Повисло молчание. Учительский флигель поскрипывал половицами, отзываясь на чьи-то невидимые шаги, вздыхал шторами, скучая по чьим-то касаниям.
Ил думал о том, что собирать пряную зелень на территории интерната ему нравилось не меньше, чем смешивать цветы с древесной смолой на берегах Эшта. Он даже не чувствовал себя ужаленным, когда остальные справлялись с той же задачей в три раза быстрей, хотя на него это было непохоже. Наоборот: промывая в проточной воде насекомые крылья розмарина, шершавый бархат шалфея, он бывал нарочито медлителен и торжествующе весел.
Вспомнилось, как однажды он почуял, что за ним наблюдают, обернулся и увидел Андерсена. «Священнодействуешь?», – спросил тот. «Слово найдено», – щёлкнуло за надбровной дугой.
– И всё же было бы славно избавить вас от добровольно-принудительной рутины, – произнёс учитель истории будто не всерьёз, закручивая пробку сосуда с мазью и возвращая пациента к действительности.
– Чтобы наш коллективный моральный облик устремился от хорошего к лучшему? – заржал Ил.
– Да откуда у вас коллективный облик, – прыснул Андерсен. – Тем более моральный…
Ила качнуло обратно к двенадцати.
На выходе из флигеля он бросил через плечо:
– Но учусь я и впрямь небыстро.
– Во-первых, смотря чему, во-вторых, зачем тебе куда-то спешить? – размеренно и чуть не польщённо откликнулся Андерсен.
Возразить было нечего: время текло, но не утекало.
10. Лес пугающих животных.
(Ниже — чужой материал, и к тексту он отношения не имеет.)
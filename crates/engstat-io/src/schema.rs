//! Schema, column types and rows
//!
//! Column names may carry a dotted namespace prefix (`root.dev.engine_rpm`).
//! Lookups by name always compare base names, the segment after the last
//! dot, so callers never depend on a prefix or on column position.

use serde::{Deserialize, Serialize};
use std::collections::HashMap;

use crate::reader::{IoError, IoResult};

/// Final path segment of a possibly namespaced column name
pub fn base_name(name: &str) -> &str {
    name.rsplit('.').next().unwrap_or(name)
}

/// Schema describing the columns a row source yields
#[derive(Debug, Clone, Default, PartialEq, Serialize, Deserialize)]
pub struct DataSchema {
    /// Column descriptors, in row order
    pub columns: Vec<ColumnDescriptor>,

    /// Number of records, when the source knows it up front
    pub num_records: Option<usize>,

    /// Additional metadata
    pub metadata: HashMap<String, String>,
}

impl DataSchema {
    /// Create a new schema
    pub fn new(columns: Vec<ColumnDescriptor>) -> Self {
        Self {
            columns,
            num_records: None,
            metadata: HashMap::new(),
        }
    }

    /// Set the record count
    pub fn with_num_records(mut self, num_records: usize) -> Self {
        self.num_records = Some(num_records);
        self
    }

    /// Get a column by exact name
    pub fn column(&self, name: &str) -> Option<&ColumnDescriptor> {
        self.columns.iter().find(|c| c.name == name)
    }

    /// Resolve a column by base name
    ///
    /// `engine_rpm` and `root.dev.engine_rpm` both match a column named
    /// `root.dev.engine_rpm`. Fails if no column or more than one column
    /// matches.
    pub fn resolve(&self, name: &str) -> IoResult<usize> {
        let wanted = base_name(name);
        let mut matches = self
            .columns
            .iter()
            .enumerate()
            .filter(|(_, c)| c.base_name() == wanted)
            .map(|(i, _)| i);

        match (matches.next(), matches.next()) {
            (Some(index), None) => Ok(index),
            (None, _) => Err(IoError::ColumnNotFound(name.to_string())),
            (Some(_), Some(_)) => Err(IoError::AmbiguousColumn(name.to_string())),
        }
    }

    /// Get column names
    pub fn column_names(&self) -> Vec<&str> {
        self.columns.iter().map(|c| c.name.as_str()).collect()
    }

    /// Number of columns
    pub fn num_columns(&self) -> usize {
        self.columns.len()
    }
}

/// Descriptor for a column
#[derive(Debug, Clone, PartialEq, Serialize, Deserialize)]
pub struct ColumnDescriptor {
    /// Column name, possibly namespaced
    pub name: String,

    /// Data type
    pub dtype: ColumnType,
}

impl ColumnDescriptor {
    /// Create a new column descriptor
    pub fn new(name: impl Into<String>, dtype: ColumnType) -> Self {
        Self {
            name: name.into(),
            dtype,
        }
    }

    /// Name without namespace prefix
    pub fn base_name(&self) -> &str {
        base_name(&self.name)
    }
}

/// Column data type
#[derive(Debug, Clone, Copy, PartialEq, Eq, Serialize, Deserialize)]
#[serde(rename_all = "snake_case")]
pub enum ColumnType {
    Integer,
    Float,
}

impl ColumnType {
    pub fn name(&self) -> &'static str {
        match self {
            ColumnType::Integer => "integer",
            ColumnType::Float => "float",
        }
    }
}

/// A single typed value
#[derive(Debug, Clone, Copy, PartialEq, Serialize, Deserialize)]
pub enum Value {
    Integer(i64),
    Float(f64),
}

impl Value {
    /// Convert to f64
    pub fn as_f64(&self) -> f64 {
        match *self {
            Value::Integer(v) => v as f64,
            Value::Float(v) => v,
        }
    }

    /// Interpret as a discrete key
    ///
    /// Floats are accepted only when integral and within the `i64` range.
    pub fn as_key(&self) -> Option<i64> {
        // 2^63 is exact as f64; i64::MAX is not
        const LIMIT: f64 = 9_223_372_036_854_775_808.0;
        match *self {
            Value::Integer(v) => Some(v),
            Value::Float(v) if v.fract() == 0.0 && (-LIMIT..LIMIT).contains(&v) => Some(v as i64),
            Value::Float(_) => None,
        }
    }
}

/// One row from a source, in schema column order
#[derive(Debug, Clone, PartialEq, Serialize, Deserialize)]
pub struct Row {
    pub values: Vec<Value>,
}

impl Row {
    pub fn new(values: Vec<Value>) -> Self {
        Self { values }
    }

    /// Build a row of floats
    pub fn from_f64(values: &[f64]) -> Self {
        Self {
            values: values.iter().map(|&v| Value::Float(v)).collect(),
        }
    }

    pub fn get(&self, index: usize) -> Option<Value> {
        self.values.get(index).copied()
    }

    /// Value at `index` as f64
    pub fn get_f64(&self, index: usize) -> Option<f64> {
        self.get(index).map(|v| v.as_f64())
    }

    pub fn len(&self) -> usize {
        self.values.len()
    }

    pub fn is_empty(&self) -> bool {
        self.values.is_empty()
    }
}
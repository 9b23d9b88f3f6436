//! engstat-stats - Streaming statistical accumulators
//!
//! Every accumulator consumes values one at a time and is finalized once
//! into an immutable, serializable result:
//!
//! - **Moments**: mean, variance, skewness, kurtosis in O(1) memory
//! - **Correlation**: full Pearson matrix from running sums
//! - **Grouped**: per-group moments plus median and quartiles
//! - **Histogram**: lazily binned counts with a running summary
//!
//! # Memory
//!
//! Moments, correlation and histograms never retain input values. Grouped
//! statistics keep every value of every group so that quartiles can be
//! computed exactly; see [`quantile`].

pub mod correlation;
pub mod error;
pub mod grouped;
pub mod histogram;
pub mod moments;
pub mod quantile;

pub use correlation::*;
pub use error::*;
pub use grouped::*;
pub use histogram::*;
pub use moments::*;
pub use quantile::*;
Записано поверх раздела, посвящённого новейшей истории Фогравы. (Год выпуска учебника восстановлению не подлежит)
Лес пугающих животных начался со змеи, которая животным не была и никого не напугала.
Прежде, чем падать в повествование, поговорим о локации. Там был водоём. Назначим местом действия Крестовый пруд в Лефортовском парке. Или Круглый в Измайловском. Или переведём стрелки на Путяевский каскад в Сокольниках. Мы соврём, снизим видимость до нуля, собьём со следа, зато отметка на карте одних побалует экзотикой, других – иллюзией сопричастности, а главное – подтвердит: рассказчик вещает о том, что пережил. Это ли не признак хорошей литературы?
К чёрту литературу. Там был водоём.
Обозначим персонажей условными именами: Ил, Песок и Клён. Уточним, что Песок и Клён были девушками, хотя никакой роли в истории сей факт не играет. Добавим, что этих троих не связывало ничего кроме поверхностного знакомства, но лес пугающих животных они создали вместе.
А теперь к делу.
Деревья подступали к воде с закатного фронта. Рыхлая тропа, огибающая пруд, лишала звука шаги.
Отнятое у слуха возвращалось зрению. В роще на берегу мерещилось всякое.
Когда Ил увидел змею, та плыла в полутора метрах над землёй, похожая на волнистую линию, которой в школьных тетрадях подчёркивают определения. Ничего удивительного тут не было, нового – тоже: он знал, что змея появилась из звука его шагов, и предпочёл бы не привлекать к ней внимания.
Стоило пройти мимо, стоило пренебречь визуальным воплощением звука: сумерки в лесу начинаются рано, Клён и Песок могли не заметить гибкий жгут между стволами. Но сослагательное наклонение вступает в игру постфактум, а сюжеты начинаются с импульсов. Ил не подал голоса, но позвал змею – так руки инстинктивно ловят в полёте выпавший из кармана предмет. Жгут стал стрелой, змея устремилась к Илу и растворилась, едва коснувшись грудины.
Клён и Песок могли не заметить меандры змеиного тела в воздухе, но бросок и исчезновение они, конечно, не пропустили.
Так роща у пруда превратилась в лес пугающих животных.
Клён боялась волков, поэтому представители семейства псовых выскакивали на гуляющую троицу из-за каждого куста – сверкали бешеными глазами, щерили гипертрофированные зубы, кидались к лицу и таяли, не успев сомкнуть челюсти. Когда закончились лисы, шакалы и енотовидные собаки, Клён переключилась на вымершие виды. Когда себя исчерпали базальные псовые, Клён обратилась к средневековым бестиариям.
Песок не доверяла крайностям: её излюбленными страшилками были слоны и насекомые, что предсказуемо наводнило рощу монументальными тараканами.
От Ила ждали террариума – тот разводил руками. Он никогда не боялся змей.
Ил не скрывал, что вздрагивает каждый раз, когда очередной агрессивный морок выпрыгивает из-за деревьев. Но к неожиданностям привыкаешь – верней, они быстро становятся явлением ожидаемым. Иногда он шутил, что ни от чего не бледнеет так, как от визгов своих попутчиц. Попутчицы не обижались: заготовленные вопли были уместны в ярмарочном павильоне ужасов, чем лес пугающих животных по сути и был. Все трое откуда-то знали, что подлинный страх нарушит поток иллюзий.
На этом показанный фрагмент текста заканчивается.